Now Q1 is over.

Q1 was after my life, I'm after Q2’s life.

sekhani
4 min readApr 6, 2023
need to give myself and you, dear reader, a cake for surviving the first quarter.
Photo by Jackie Hope on Unsplash

It was the end of the first quarter some days ago, and for some reason — best known to the universe — this is the first essay I’ll be writing, completing and putting out for the year.

Remember how in my end of the year essay, I said I’d like to live and do big things in the coming year?

Well, let’s say I’m living and doing things but not exactly how I wanted or imagined.

There’s the feeling that I’m way behind schedule, whose schedule you may ask. I have no idea, but that’s how I’ve been feeling.

I’ll share with you my wins and losses from the first quarter, because you’re like family to me — whether you like it or not.

I started the year depressed and anxious. I had lost my job in December and black tax had taken my savings. As the hardworking person that I am, I thought that getting a new job would be a piece of cake.

I applied for everything I saw, and every single one of them gave me a resounding no or never got back to me. I got fed up, and cried a lot in January.

I woke up every day in January thinking that God must really dislike me. I felt alone and angry.

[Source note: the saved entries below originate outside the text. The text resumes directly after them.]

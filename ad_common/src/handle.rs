//! Opaque handles identifying hosts and dimensions to external collaborators.
//!
//! `Arc<str>` is cheap to clone into worker threads, usable directly as a
//! `HashMap` key, and prints legibly in `tracing` spans — preferable to a
//! numeric ID scheme nothing downstream actually needs.

use std::fmt;
use std::sync::Arc;

/// Identifies a monitored host to the registry and to storage/sink traits.
#[derive(Debug, Clone, PartialEq, Eq, Hash)]
pub struct HostHandle(Arc<str>);

impl HostHandle {
    pub fn new(id: impl Into<Arc<str>>) -> Self {
        Self(id.into())
    }

    pub fn as_str(&self) -> &str {
        &self.0
    }
}

impl fmt::Display for HostHandle {
    fn fmt(&self, f: &mut fmt::Formatter<'_>) -> fmt::Result {
        write!(f, "{}", self.0)
    }
}

impl From<&str> for HostHandle {
    fn from(s: &str) -> Self {
        Self::new(s)
    }
}

/// Identifies a single time series (chart.dimension) to the storage query
/// interface and to the chart sink.
#[derive(Debug, Clone, PartialEq, Eq, Hash)]
pub struct DimensionHandle(Arc<str>);

impl DimensionHandle {
    pub fn new(id: impl Into<Arc<str>>) -> Self {
        Self(id.into())
    }

    pub fn as_str(&self) -> &str {
        &self.0
    }
}

impl fmt::Display for DimensionHandle {
    fn fmt(&self, f: &mut fmt::Formatter<'_>) -> fmt::Result {
        write!(f, "{}", self.0)
    }
}

impl From<&str> for DimensionHandle {
    fn from(s: &str) -> Self {
        Self::new(s)
    }
}
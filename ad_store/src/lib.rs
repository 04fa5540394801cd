//! AD1 Event Store
//!
//! Append-only persistence for closed anomaly events (`AnomalyEvent`). The
//! host agent's own time-series storage is out of scope here (see
//! `ad_common::storage`); this crate only owns the detector's own small
//! side table of anomaly-event rows.
//!
//! # Module Structure
//!
//! - [`event`] - `AnomalyEvent` / `DimensionContribution`
//! - [`error`] - `StoreError`
//! - [`sqlite`] - `SqliteEventStore`, the SQL-backed implementation

pub mod error;
pub mod event;
pub mod sqlite;

pub use crate::error::StoreError;
pub use crate::event::{AnomalyEvent, DimensionContribution};
pub use crate::sqlite::SqliteEventStore;

use uuid::Uuid;

/// Append-only store of closed anomaly events, queryable by detector
/// identity, host, and time range.
pub trait EventStore: Send + Sync {
    /// Append a newly-closed event.
    fn insert(&self, event: &AnomalyEvent) -> Result<(), StoreError>;

    /// `[after, before]` pairs of every event overlapping the given range.
    fn range(
        &self,
        detector_name: &str,
        detector_version: i32,
        host_uuid: Uuid,
        after: i64,
        before: i64,
    ) -> Result<Vec<(i64, i64)>, StoreError>;

    /// Raw `payload_json` of every event overlapping the given range, in
    /// the same order as [`EventStore::range`].
    fn info(
        &self,
        detector_name: &str,
        detector_version: i32,
        host_uuid: Uuid,
        after: i64,
        before: i64,
    ) -> Result<Vec<String>, StoreError>;
}
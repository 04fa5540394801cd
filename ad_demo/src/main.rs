//! Minimal end-to-end wiring of the AD1 engine to synthetic data.
//!
//! Generates a couple of sine-wave dimensions (one of which develops a
//! periodic anomalous burst) and lets the engine train and detect against
//! them, printing `is_anomalous` as it runs. This stands in for the host
//! agent integration: the real storage engine, config facility, and
//! dashboard are external collaborators not reimplemented here.

use std::sync::Arc;
use std::thread;
use std::time::{Duration, SystemTime, UNIX_EPOCH};

use tracing::info;
use uuid::Uuid;

use ad_common::config::Config;
use ad_common::handle::{DimensionHandle, HostHandle};
use ad_common::storage::{encode_packed, SeriesCursor, SeriesSource};
use ad_engine::{Engine, RecordingChartSink};
use ad_store::SqliteEventStore;

/// Deterministic sine-wave generator with a periodic anomalous burst on one
/// dimension, standing in for the host agent's real time-series storage.
struct SyntheticSource {
    started_at: i64,
}

impl SyntheticSource {
    fn new(started_at: i64) -> Self {
        Self { started_at }
    }

    fn value_at(handle: &DimensionHandle, t: i64) -> f64 {
        let phase = handle.as_str().len() as f64 * 0.7;
        let base = 50.0 + 5.0 * (t as f64 * 0.05 + phase).sin();
        let bursting = handle.as_str() == "system.cpu.user" && (t / 90) % 4 == 3 && t % 90 < 20;
        if bursting {
            base + 40.0
        } else {
            base
        }
    }
}

impl SeriesSource for SyntheticSource {
    fn latest_time(&self, _handle: &DimensionHandle) -> Option<i64> {
        Some(now_secs())
    }

    fn oldest_time(&self, _handle: &DimensionHandle) -> Option<i64> {
        Some(self.started_at - 4 * 3600)
    }

    fn query<'a>(&'a self, handle: &DimensionHandle, after: i64, before: i64) -> Box<dyn SeriesCursor + 'a> {
        Box::new(SyntheticCursor {
            handle: handle.clone(),
            next: after + 1,
            end: before,
        })
    }
}

struct SyntheticCursor {
    handle: DimensionHandle,
    next: i64,
    end: i64,
}

impl SeriesCursor for SyntheticCursor {
    fn is_finished(&self) -> bool {
        self.next > self.end
    }

    fn next_metric(&mut self) -> Option<(i64, u32)> {
        if self.next > self.end {
            return None;
        }
        let t = self.next;
        self.next += 1;
        Some((t, encode_packed(true, SyntheticSource::value_at(&self.handle, t))))
    }
}

fn now_secs() -> i64 {
    SystemTime::now().duration_since(UNIX_EPOCH).unwrap().as_secs() as i64
}

fn main() {
    tracing_subscriber::fmt::init();
    info!("AD1 demo starting...");

    // Compressed timings so the demo trains and detects inside a couple of
    // minutes instead of the hour-scale production defaults.
    let config = Config {
        train_secs: 120,
        min_train_secs: 60,
        train_every_secs: 30,
        ad_window_size: 12,
        charts_to_skip: "!system.* *".to_string(),
        ..Config::default()
    };

    let source = Arc::new(SyntheticSource::new(now_secs()));
    let sink = Arc::new(RecordingChartSink::new());
    let store = Arc::new(SqliteEventStore::open_in_memory().expect("open in-memory event store"));

    let engine = Engine::init(config, source, sink.clone(), store);

    let host = HostHandle::new("demo-host");
    engine.new_host(host.clone(), Uuid::new_v4(), "demo-host");

    // `chart_id` is the chart a dimension belongs to (what `charts_to_skip`
    // matches against); `series_key` is this dimension's own time-series
    // handle, one level more specific than its chart.
    let dims = [
        ("system.cpu.user", "system.cpu", "cpu.user"),
        ("system.net.received", "system.net", "net.received"),
    ];
    for (series_key, chart_id, id) in dims {
        engine.new_dimension(&host, DimensionHandle::new(series_key), id.to_string(), id.to_string(), chart_id, 1);
    }

    info!(host = %host, dimensions = dims.len(), "monitoring started, warming up...");
    for _ in 0..18 {
        thread::sleep(Duration::from_secs(10));
        for (series_key, _, _) in dims {
            let handle = DimensionHandle::new(series_key);
            info!(dimension = series_key, anomalous = engine.is_anomalous(&handle), "tick");
        }
    }

    info!(samples = sink.host_rates().len(), "recorded host-rate samples");
    engine.delete_host(&host);
}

In February, I saw a lot of the people around me — friends, acquaintances, internet friends — win. Either getting a job, an apartment, finding love, getting a new phone or laptop, you name it. All the good stuff.

While I was very happy for them, I couldn’t help but feel bad for myself. Yes, I felt jealous.

According to my friend, Judith, jealousy is desire inspired by others, and it is okay to be jealous. We can turn our jealousy into a motivation to get whatever it is that we desire.

Still in February, I got my heart broken for the first time in my entire life. I cried so much, I don’t know how the tears never stopped. In those moments, I understood the phrase “do not put all your eggs in one basket.”

This person had become a routine in my life –talking to them everyday was my drug. So when it ended, I cried and didn’t have anyone around to comfort me.

I decided to start making friends –female friends especially, and I reached out to my woman (one of my favorite writers) to work with her brand and she agreed. A content marketing role –which I had no clue about, she took me in and started showing me how it worked, and now I’m implementing everything I’m learning on her brand. What she has done and is doing for me, I do not take for granted.

I planned to go back to school in March, but that flopped terribly. With no job and source of income, nothing I planned to do was working out.

Have I talked about the rejection mails? Or the subtle shade from employers? I get it, the country is hard but you don’t have to kill me because I want to work with you to better my life as a Nigerian citizen living in Nigeria.

There were offers with little pay and heavy workload, and if I’ve learnt anything from working as a teenager, it has to be that I never overwork myself for peanuts. I refused those offers without thinking twice.

At some point in March, I started getting angry at myself for rejecting those jobs. As someone I know will say, all money na something, whether big or small.

I couldn’t go back to say, hey, remember me? I want the job you offered me back. They would never have gotten back to me, and even if they did, the offer and incentives would definitely be reduced.

In the last week of March, I told everyone I came across that I needed a job and if I didn’t get one I’ll unalive myself in April. I told some that I’ll become a sex worker, or different things that came up in my head as I asked them to recommend me for work.

I joined a women only forum on WhatsApp, courtesy of a journalist that loved my short story at the March edition of Ouida's open mic. They welcomed me and made me feel special, and reminded me that I’m not alone.

In the first quarter, different people held me at different times while I was hard on myself when Q1 was already hard enough on me. These people reminded me to breathe, to sit, to cry, to laugh. They held me up whenever I tried to stay down –some of them random people, people I may never meet again, some I may never meet at all.

I’m alive, I lived, is what I say whenever I’m asked what I achieved in the first quarter. Not the way I wanted, but I did. The year has three more quarters, nine more months and many more days to go, and I know I’m going to live my dream of living and doing big things in 2023.

Q1 was after my life, I’m after Q2’s life.